* **Problem description**
Filter out every line below that lacks "dlon", and copy the rest.

(Stored data)
impl TransverseMercator {
    fn meridian_arc(&self, lat: f64) -> f64 {
        let e2 = self.ellipsoid.e2();
        let e4 = e2 * e2;
        let e6 = e4 * e2;
        self.ellipsoid.a
            * ((1.0 - e2 / 4.0 - 3.0 * e4 / 64.0 - 5.0 * e6 / 256.0) * lat
                - (3.0 * e2 / 8.0 + 3.0 * e4 / 32.0 + 45.0 * e6 / 1024.0) * (2.0 * lat).sin()
                + (15.0 * e4 / 256.0 + 45.0 * e6 / 1024.0) * (4.0 * lat).sin()
                - (35.0 * e6 / 3072.0) * (6.0 * lat).sin())
    }

    /// Geographic (degrees, on this zone's ellipsoid) to projected meters.
    fn forward(&self, lon_deg: f64, lat_deg: f64) -> Coord<f64> {
        let e2 = self.ellipsoid.e2();
        let ep2 = e2 / (1.0 - e2);
        let lat = lat_deg.to_radians();
        let dlon = (lon_deg - self.central_meridian_deg).to_radians();

        let n = self.ellipsoid.a / (1.0 - e2 * lat.sin().powi(2)).sqrt();
        let t = lat.tan().powi(2);
        let c = ep2 * lat.cos().powi(2);
        let a = dlon * lat.cos();
        let m = self.meridian_arc(lat);

        let x = self.scale
            * n
            * (a + (1.0 - t + c) * a.powi(3) / 6.0
                + (5.0 - 18.0 * t + t * t + 72.0 * c - 58.0 * ep2) * a.powi(5) / 120.0);
        let y = self.scale
            * (m + n
                * lat.tan()
                * (a * a / 2.0
                    + (5.0 - t + 9.0 * c + 4.0 * c * c) * a.powi(4) / 24.0
                    + (61.0 - 58.0 * t + t * t + 600.0 * c - 330.0 * ep2) * a.powi(6) / 720.0));

        Coord {
            x: x + self.false_easting,
            y: y + self.false_northing,
        }
    }

    /// Projected meters to geographic degrees on this zone's ellipsoid.
    fn inverse(&self, coord: Coord<f64>) -> (f64, f64) {
        let e2 = self.ellipsoid.e2();
        let e4 = e2 * e2;
        let e6 = e4 * e2;
        let ep2 = e2 / (1.0 - e2);
        let a_ax = self.ellipsoid.a;

        let m = (coord.y - self.false_northing) / self.scale;
        let mu = m / (a_ax * (1.0 - e2 / 4.0 - 3.0 * e4 / 64.0 - 5.0 * e6 / 256.0));
        let sqrt_1_e2 = (1.0 - e2).sqrt();
        let e1 = (1.0 - sqrt_1_e2) / (1.0 + sqrt_1_e2);

        let lat1 = mu
            + (3.0 * e1 / 2.0 - 27.0 * e1.powi(3) / 32.0) * (2.0 * mu).sin()
            + (21.0 * e1 * e1 / 16.0 - 55.0 * e1.powi(4) / 32.0) * (4.0 * mu).sin()
            + (151.0 * e1.powi(3) / 96.0) * (6.0 * mu).sin()
            + (1097.0 * e1.powi(4) / 512.0) * (8.0 * mu).sin();

        let sin1 = lat1.sin();
        let n1 = a_ax / (1.0 - e2 * sin1 * sin1).sqrt();
        let t1 = lat1.tan().powi(2);
        let c1 = ep2 * lat1.cos().powi(2);
        let r1 = a_ax * (1.0 - e2) / (1.0 - e2 * sin1 * sin1).powf(1.5);
        let d = (coord.x - self.false_easting) / (n1 * self.scale);

        let lat = lat1
            - (n1 * lat1.tan() / r1)
                * (d * d / 2.0
                    - (5.0 + 3.0 * t1 + 10.0 * c1 - 4.0 * c1 * c1 - 9.0 * ep2) * d.powi(4) / 24.0
                    + (61.0 + 90.0 * t1 + 298.0 * c1 + 45.0 * t1 * t1 - 252.0 * ep2 - 3.0 * c1 * c1)
                        * d.powi(6)
                        / 720.0);
        let lon = (d - (1.0 + 2.0 * t1 + c1) * d.powi(3) / 6.0
            + (5.0 - 2.0 * c1 + 28.0 * t1 - 3.0 * c1 * c1 + 8.0 * ep2 + 24.0 * t1 * t1)
                * d.powi(5)
                / 120.0)
            / lat1.cos();

        (
            self.central_meridian_deg + lon.to_degrees(),
            lat.to_degrees(),
        )
    }
}

fn geodetic_to_ecef(ellipsoid: Ellipsoid, lon_deg: f64, lat_deg: f64) -> [f64; 3] {
    let e2 = ellipsoid.e2();
    let lat = lat_deg.to_radians();
    let lon = lon_deg.to_radians();
    let n = ellipsoid.a / (1.0 - e2 * lat.sin().powi(2)).sqrt();
    [
        n * lat.cos() * lon.cos(),
        n * lat.cos() * lon.sin(),
        n * (1.0 - e2) * lat.sin(),
    ]
}

fn ecef_to_geodetic(ellipsoid: Ellipsoid, [x, y, z]: [f64; 3]) -> (f64, f64) {
    let e2 = ellipsoid.e2();
    let lon = y.atan2(x);
    let p = x.hypot(y);

    let mut lat = z.atan2(p * (1.0 - e2));
    for _ in 0..10 {
        let n = ellipsoid.a / (1.0 - e2 * lat.sin().powi(2)).sqrt();
        let h = p / lat.cos() - n;
        lat = z.atan2(p * (1.0 - e2 * n / (n + h)));
    }

    (lon.to_degrees(), lat.to_degrees())
}

/// A supported coordinate reference system.
#[derive(Debug, Clone, Copy, PartialEq, Eq)]
pub enum Crs {
    /// `EPSG:4326`, x = longitude, y = latitude (degrees).
    Wgs84,
    /// `EPSG:3857` spherical web mercator.
    WebMercator,
    /// WGS84 / ETRS89 UTM zone.
    Utm {
        /// Zone number (1-60).
        zone: u8,
        /// Northern hemisphere.
        north: bool,
        /// Original EPSG code, kept for display.
        epsg: u32,
    },
    /// DHDN Gauss-Krüger zone (2-5).
    GaussKrueger {
        /// Zone number.
        zone: u8,
    },
}

impl Crs {
    /// The EPSG code of this system.
    #[must_use]
    pub fn epsg(&self) -> u32 {
        match self {
            Self::Wgs84 => 4326,
            Self::WebMercator => 3857,
            Self::Utm { epsg, .. } => *epsg,
            Self::GaussKrueger { zone } => 31_464 + u32::from(*zone),
        }
    }

    fn utm(zone: u8, north: bool) -> TransverseMercator {
        TransverseMercator {
            ellipsoid: WGS84,
            central_meridian_deg: f64::from(zone) * 6.0 - 183.0,
            scale: 0.9996,
            false_easting: 500_000.0,
            false_northing: if north { 0.0 } else { 10_000_000.0 },
        }
    }

    fn gauss_krueger(zone: u8) -> TransverseMercator {
        TransverseMercator {
            ellipsoid: BESSEL_1841,
            central_meridian_deg: f64::from(zone) * 3.0,
            scale: 1.0,
            false_easting: f64::from(zone).mul_add(1_000_000.0, 500_000.0),
            false_northing: 0.0,
        }
    }

    /// Converts a coordinate in this system to WGS84 longitude/latitude.
    #[must_use]
    pub fn to_wgs84(&self, coord: Coord<f64>) -> Coord<f64> {
        match self {
            Self::Wgs84 => coord,
            Self::WebMercator => Coord {
                x: (coord.x / WGS84.a).to_degrees(),
                y: (2.0 * (coord.y / WGS84.a).exp().atan() - PI / 2.0).to_degrees(),
            },
            Self::Utm { zone, north, .. } => {
                let (lon, lat) = Self::utm(*zone, *north).inverse(coord);
                Coord { x: lon, y: lat }
            }
            Self::GaussKrueger { zone } => {
                let (lon, lat) = Self::gauss_krueger(*zone).inverse(coord);
                let ecef = DHDN_TO_WGS84.apply(geodetic_to_ecef(BESSEL_1841, lon, lat));
                let (lon, lat) = ecef_to_geodetic(WGS84, ecef);
                Coord { x: lon, y: lat }
            }
        }
    }

    /// Converts a WGS84 longitude/latitude into this system.
    #[must_use]
    pub fn from_wgs84(&self, coord: Coord<f64>) -> Coord<f64> {
        match self {
            Self::Wgs84 => coord,
            Self::WebMercator => Coord {
                x: WGS84.a * coord.x.to_radians(),
                y: WGS84.a * (FRAC_PI_4 + coord.y.to_radians() / 2.0).tan().ln(),
            },
            Self::Utm { zone, north, .. } => Self::utm(*zone, *north).forward(coord.x, coord.y),
            Self::GaussKrueger { zone } => {
                let ecef = DHDN_TO_WGS84
                    .inverse()
                    .apply(geodetic_to_ecef(WGS84, coord.x, coord.y));
                let (lon, lat) = ecef_to_geodetic(BESSEL_1841, ecef);
                Self::gauss_krueger(*zone).forward(lon, lat)
            }
        }
    }
}

impl std::fmt::Display for Crs {
    fn fmt(&self, f: &mut std::fmt::Formatter<'_>) -> std::fmt::Result {
        write!(f, "EPSG:{}", self.epsg())
    }
}

impl FromStr for Crs {
    type Err = SpatialError;

    fn from_str(s: &str) -> Result<Self, Self::Err> {
        let unsupported = || SpatialError::UnsupportedCrs(s.to_string());

        let trimmed = s.trim();
        let code = trimmed
            .get(..5)
            .filter(|prefix| prefix.eq_ignore_ascii_case("EPSG:"))
            .map_or(trimmed, |_| &trimmed[5..]);
        let code: u32 = code.parse().map_err(|_| unsupported())?;

        let crs = match code {
            4326 => Self::Wgs84,
            3857 => Self::WebMercator,
            32_601..=32_660 => Self::Utm {
                zone: u8::try_from(code - 32_600).map_err(|_| unsupported())?,
                north: true,
                epsg: code,
            },
            32_701..=32_760 => Self::Utm {
                zone: u8::try_from(code - 32_700).map_err(|_| unsupported())?,
                north: false,
                epsg: code,
            },
            25_828..=25_838 => Self::Utm {
                zone: u8::try_from(code - 25_800).map_err(|_| unsupported())?,
                north: true,
                epsg: code,
            },
            31_466..=31_469 => Self::GaussKrueger {
                zone: u8::try_from(code - 31_464).map_err(|_| unsupported())?,
            },
            _ => return Err(unsupported()),
        };

        Ok(crs)
    }
}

* **Written answer**
        let dlon = (lon_deg - self.central_meridian_deg).to_radians();
        let a = dlon * lat.cos();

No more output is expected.